No thing. Light. To be aware of the Light within and be grateful. To be aware of stillness, again and again. The love of dear friends. To love.
the photo you posted in the Lounge fits with what you are staying here!
Light and stillness, a perfect object for a meditation.
Without a doubt … to love, obey, and seek the protection from God.
Self care & healing. Letting go of sadness, guilt & pain surrounding the deaths of my dear brother & my mom.
Moving forward with love. Being love. 💜
All of it! The sun, the birds, blue skies, squirrels finding their feast, laundry in the dryer, a working coffee pot, freedom, music … Joy!

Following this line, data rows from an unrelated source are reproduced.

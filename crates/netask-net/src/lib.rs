//! Networking task layer for netask.
//!
//! This crate models network operations as discrete, progress-reporting
//! tasks built from declarative request descriptors:
//!
//! - **Endpoints and requests**: where to send, which headers, how to encode
//!   parameters, whether to bypass caches and how often to retry
//! - **Validation hooks**: preconditions run before any I/O and response
//!   validators run before parsing
//! - **Tasks**: [`DataTask`], [`DownloadTask`], [`UploadTask`] and
//!   [`MultipartUploadTask`], all sharing one execution pipeline
//! - **Parsing**: result types implement [`Parsable`]; JSON types opt in with
//!   [`JsonParsable`]
//! - **Batches**: [`await_all`] and [`await_all_results`] run tasks
//!   concurrently
//!
//! # Example
//!
//! ```no_run
//! use netask_net::{DataTask, Endpoint, HttpMethod, JsonParsable, Request, Task, ValidationError};
//! use serde::Deserialize;
//!
//! #[derive(Debug, Deserialize)]
//! struct Session {
//!     token: String,
//! }
//!
//! impl JsonParsable for Session {}
//!
//! # async fn run() -> netask_net::Result<()> {
//! let endpoint = Endpoint::new("https://api.example.com", "/login")
//!     .with_method(HttpMethod::Post)
//!     .with_parameter("user", "ada");
//!
//! let request = Request::new(endpoint)
//!     .retry_count(2)
//!     .response_validation(|_, response, _| {
//!         if response.content_type().is_some_and(|ct| ct.starts_with("application/json")) {
//!             Ok(())
//!         } else {
//!             Err(ValidationError::msg("expected JSON"))
//!         }
//!     });
//!
//! let task = DataTask::<Session>::new(request);
//! task.progress().on_changed().connect(|fraction| println!("{:.0}%", fraction * 100.0));
//! let session = task.execute().await?;
//! println!("token: {}", session.token);
//! # Ok(())
//! # }
//! ```
//!
//! # Sessions
//!
//! Tasks use [`HttpClient::shared`] unless given a client with
//! `with_client`. Build one with [`HttpClient::builder`] to change timeouts,
//! redirects, cookies, default headers or the download scratch directory.

pub mod encoding;
mod endpoint;
mod error;
pub mod http;
mod parsable;
mod request;
mod retry;
pub mod task;

pub use encoding::{ParameterEncoder, ParameterEncoding};
pub use endpoint::{Endpoint, Parameters};
pub use error::{BatchError, ParseError, Result, TaskError, TransportError, ValidationError};
pub use http::{HttpClient, HttpClientBuilder, HttpMethod, OutgoingRequest, ResponseHead};
pub use parsable::{JsonDictionary, JsonParsable, JsonValue, Parsable};
pub use request::{MultipartRequest, Precondition, Request, ResponseValidator};
pub use retry::{Retrier, RetryDecision, RetryPolicy};
pub use task::{
    DataTask, DownloadTask, MultipartUploadTask, Task, TaskState, UploadPayload, UploadTask, await_all,
    await_all_results, wait_all, wait_all_results,
};

pub use netask_core::{Progress, ProgressSnapshot};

That’s a hard question for me.
I’m still searching for meaning.
What IS the point of all of this?
I am here, in this moment, pushing
forward to the next moment.
In this moment, being aware of my
surroundings, is giving me some
sense of meaning.
Nurturing this new life within me, tending to the growth and development of my toddler, and continuing to support and push the students for whom I am responsible — all of these responsibilities and possibilities provide meaning for my life.
That as a human there is potential for the evolution of consciousness.
We’re in the throes of our legislative session and they just released budget proposals. This sounds very prosaic, perhaps, but I have the privilege of doing work I believe in and all 3 budgets (governor, House, and Senate) include funding for the programs I oversee that aligns with what we recommended. This will mean we can give out many grants to communities to make it safer to walk and bike and we’re saving lives through our work.
Beyond that life of work, I’m being supportive for my daughters as they face challenges dealing with their dad’s will and their responsibilities as executors. They’ve never dealt with real estate decisions before and I’m glad I have knowledge that’s helpful to them.
In this very moment, I have a warm cat, a hot cup of coffee, and a loving husband all within my morning circle of routine and I am content.
Thank you for your community work! I participated in the forums for our community walk and bike plan. Important work for our future! So happy to see the legislators paying attention and funding this important plan.
The fact that I awoke and have a boatload of possibilities gives meaning to this day. The routine I like to follow gives me focus for the day.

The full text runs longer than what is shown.